The authors have tackled a problem of great technological interest. The proposal is ingenious, and the results are promising. The experiments have been mostly adequately design (see comments below), and it has been mostly properly carried out. The manuscript is concise, well organized and written (but for a few points, see comments below), and mostly understandable. Nevertheless, I identify a few weaknesses (see comments below) that should be addressed before I could recommend acceptance of this manuscript.
Comments on the CNN architecture:
Section 2.3: In the second and third channels (Figure 10), the final layers, before merging, have sizes of 6x6x96, while that of the first channel is 23x23x96. In the next step, the features are merged into an array 23x23x288. My question is: How can you stack arrays of size 6x6x98 with an array of size 23x23x96? Is there any kind of zero padding or something in the smallest ones so that the size increases to 23x23? Please, explain.
In addition, if you apply a 5x5 convolution layer to the input 89x89 image, there is no way that you end up with an array of size 45x45. If no padding is used, the convoluted layers would have size 85x85. Likewise, if padding is used, the convoluted layer would have size 89x89. Actually, this is what happens with the first channel. The same applies to the 7x7 convolution. Judging by the idea behind MCNN (ref. 23), and in view of my previous comment, there must be something wrong with the scheme of figure 10. Not only the numbers of the layer sizes, but the depiction. The first convoluted layers for channels 1 to 3 within the “TSOM images processing” block should all have sizes 89x89xnumber_of_layers.

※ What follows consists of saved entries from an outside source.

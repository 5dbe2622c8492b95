use super::guard::SensorGuard;
use super::proximity::{ProximityCapability, ProximityReading, ReadingCallback};
use crate::error::SensorError;
use crate::events::{EventBus, PopupcamEvent};
use evdev::{AbsoluteAxisType, Device, InputEventKind};
use std::sync::Arc;
use std::time::Duration;
use tokio::time::Instant;
use tracing::{debug, error, info, warn};

/// Proximity sensor exposed as an input device reporting `ABS_DISTANCE`
pub struct EvdevProximity {
    pub(crate) device_path: String,
    max_range: f32,
    event_bus: Option<Arc<EventBus>>,
}

impl EvdevProximity {
    /// Open the device once to validate it and read the axis maximum
    pub fn open(device_path: &str) -> Result<Self, SensorError> {
        let device = Self::open_device(device_path)?;
        Self::validate_proximity_device(&device, device_path)?;

        let abs_state = device
            .get_abs_state()
            .map_err(|e| SensorError::DeviceOpen {
                device: device_path.to_string(),
                details: e.to_string(),
            })?;
        let max_range = abs_state[AbsoluteAxisType::ABS_DISTANCE.0 as usize].maximum as f32;

        info!(
            "Proximity device opened: {} ({}), max range {}",
            device_path,
            device.name().unwrap_or("Unknown"),
            max_range
        );

        Ok(Self {
            device_path: device_path.to_string(),
            max_range,
            event_bus: None,
        })
    }

    /// Publish a `SystemError` when the reader gives up on the device
    pub fn with_event_bus(mut self, event_bus: Arc<EventBus>) -> Self {
        self.event_bus = Some(event_bus);
        self
    }

    fn open_device(device_path: &str) -> Result<Device, SensorError> {
        Device::open(device_path).map_err(|e| match e.kind() {
            std::io::ErrorKind::NotFound => SensorError::NotPresent(device_path.to_string()),
            _ => SensorError::DeviceOpen {
                device: device_path.to_string(),
                details: e.to_string(),
            },
        })
    }

    pub(crate) fn validate_proximity_device(
        device: &Device,
        device_path: &str,
    ) -> Result<(), SensorError> {
        let has_distance = device
            .supported_absolute_axes()
            .map(|axes| axes.contains(AbsoluteAxisType::ABS_DISTANCE))
            .unwrap_or(false);

        if !has_distance {
            return Err(SensorError::UnsupportedDevice(device_path.to_string()));
        }
        Ok(())
    }

    /// Distance carried by an input event, if it is a distance event
    pub(crate) fn distance_of(event: &evdev::InputEvent) -> Option<f32> {
        match event.kind() {
            InputEventKind::AbsAxis(AbsoluteAxisType::ABS_DISTANCE) => Some(event.value() as f32),
            _ => None,
        }
    }

    pub(crate) fn report_reader_failure(
        event_bus: Option<&EventBus>,
        device_path: &str,
        details: &str,
    ) {
        let Some(event_bus) = event_bus else {
            return;
        };
        let _ = event_bus.publish(PopupcamEvent::SystemError {
            component: "proximity_input".to_string(),
            error: format!("{} stopped: {}", device_path, details),
        });
    }
}

impl ProximityCapability for EvdevProximity {
    fn name(&self) -> &str {
        &self.device_path
    }

    fn max_range(&self) -> f32 {
        self.max_range
    }

    fn register(&self, callback: ReadingCallback) -> Result<SensorGuard, SensorError> {
        let mut device = Self::open_device(&self.device_path)?;
        let guard = SensorGuard::new(self.device_path.clone());
        let token = guard.token();
        let device_path = self.device_path.clone();
        let event_bus = self.event_bus.clone();

        // fetch_events blocks, so the reader gets its own thread; a release is
        // noticed on the next event
        std::thread::spawn(move || {
            let mut consecutive_errors = 0;
            const MAX_CONSECUTIVE_ERRORS: u32 = 5;

            while !token.is_cancelled() {
                match device.fetch_events() {
                    Ok(events) => {
                        consecutive_errors = 0;
                        for event in events {
                            if token.is_cancelled() {
                                break;
                            }
                            if let Some(distance) = Self::distance_of(&event) {
                                debug!("Proximity distance {} from {}", distance, device_path);
                                callback(ProximityReading {
                                    distance,
                                    timestamp: Instant::now(),
                                });
                            }
                        }
                    }
                    Err(e) => {
                        consecutive_errors += 1;
                        if consecutive_errors >= MAX_CONSECUTIVE_ERRORS {
                            error!(
                                "Too many consecutive errors reading {}: {}",
                                device_path, e
                            );
                            Self::report_reader_failure(
                                event_bus.as_deref(),
                                &device_path,
                                &e.to_string(),
                            );
                            break;
                        }
                        warn!(
                            "Error reading proximity device (attempt {}): {}",
                            consecutive_errors, e
                        );
                        std::thread::sleep(Duration::from_millis(100));
                    }
                }
            }
            debug!("Proximity reader for {} exited", device_path);
        });

        Ok(guard)
    }
}

#[cfg(test)]
mod tests {
    use super::*;
    use evdev::{EventType, InputEvent, Key};

    #[test]
    fn test_distance_of() {
        let near = InputEvent::new(EventType::ABSOLUTE, AbsoluteAxisType::ABS_DISTANCE.0, 0);
        assert_eq!(EvdevProximity::distance_of(&near), Some(0.0));

        let x_axis = InputEvent::new(EventType::ABSOLUTE, AbsoluteAxisType::ABS_X.0, 10);
        assert_eq!(EvdevProximity::distance_of(&x_axis), None);

        let key = InputEvent::new(EventType::KEY, Key::KEY_POWER.code(), 1);
        assert_eq!(EvdevProximity::distance_of(&key), None);
    }

    #[test]
    fn test_reader_failure_is_published() {
        let event_bus = EventBus::new(4);
        let mut events = event_bus.subscribe();

        EvdevProximity::report_reader_failure(
            Some(&event_bus),
            "/dev/input/event3",
            "No such device",
        );

        match events.try_recv().unwrap() {
            PopupcamEvent::SystemError { component, error } => {
                assert_eq!(component, "proximity_input");
                assert!(error.contains("/dev/input/event3"));
                assert!(error.contains("No such device"));
            }
            other => panic!("Unexpected event: {:?}", other),
        }

        // without a bus the failure is only logged
        EvdevProximity::report_reader_failure(None, "/dev/input/event3", "gone");
    }

    #[test]
    fn test_open_missing_device() {
        match EvdevProximity::open("/dev/input/does-not-exist") {
            Err(SensorError::NotPresent(path)) => assert!(path.ends_with("does-not-exist")),
            Err(other) => panic!("Unexpected error: {}", other),
            Ok(_) => panic!("Missing device opened"),
        }
    }
}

Once the rest of operations are applied (convolutions and max-pooling), then, the final convoluted layers of the three channels would all have size 23x23. I don’t know if it is only an error of the figure or of the implemented CNN architecture as well. Please, correct figure 10 and/or explain in detail.
In addition, if the structure of reference 23 is used, then the third channel should always use convolutions of size 7x7, whereas figure 10 shows that the second convolution of the third channel uses 5x5. Please, correct or explain the change.
In the “merging and output” block, the authors use a dense NN, but no details are provided and, accordingly, the results cannot be reproduced. Please, describe the architecture of the dense NN: Number of layers, number of neurons per layer, activation functions, … Do you apply drop-out and/or batch normalization? In addition, which optimizer is used? Which is the learning rate? And the batch size and number of training epochs? How do you avoid overfitting? All this information is needed.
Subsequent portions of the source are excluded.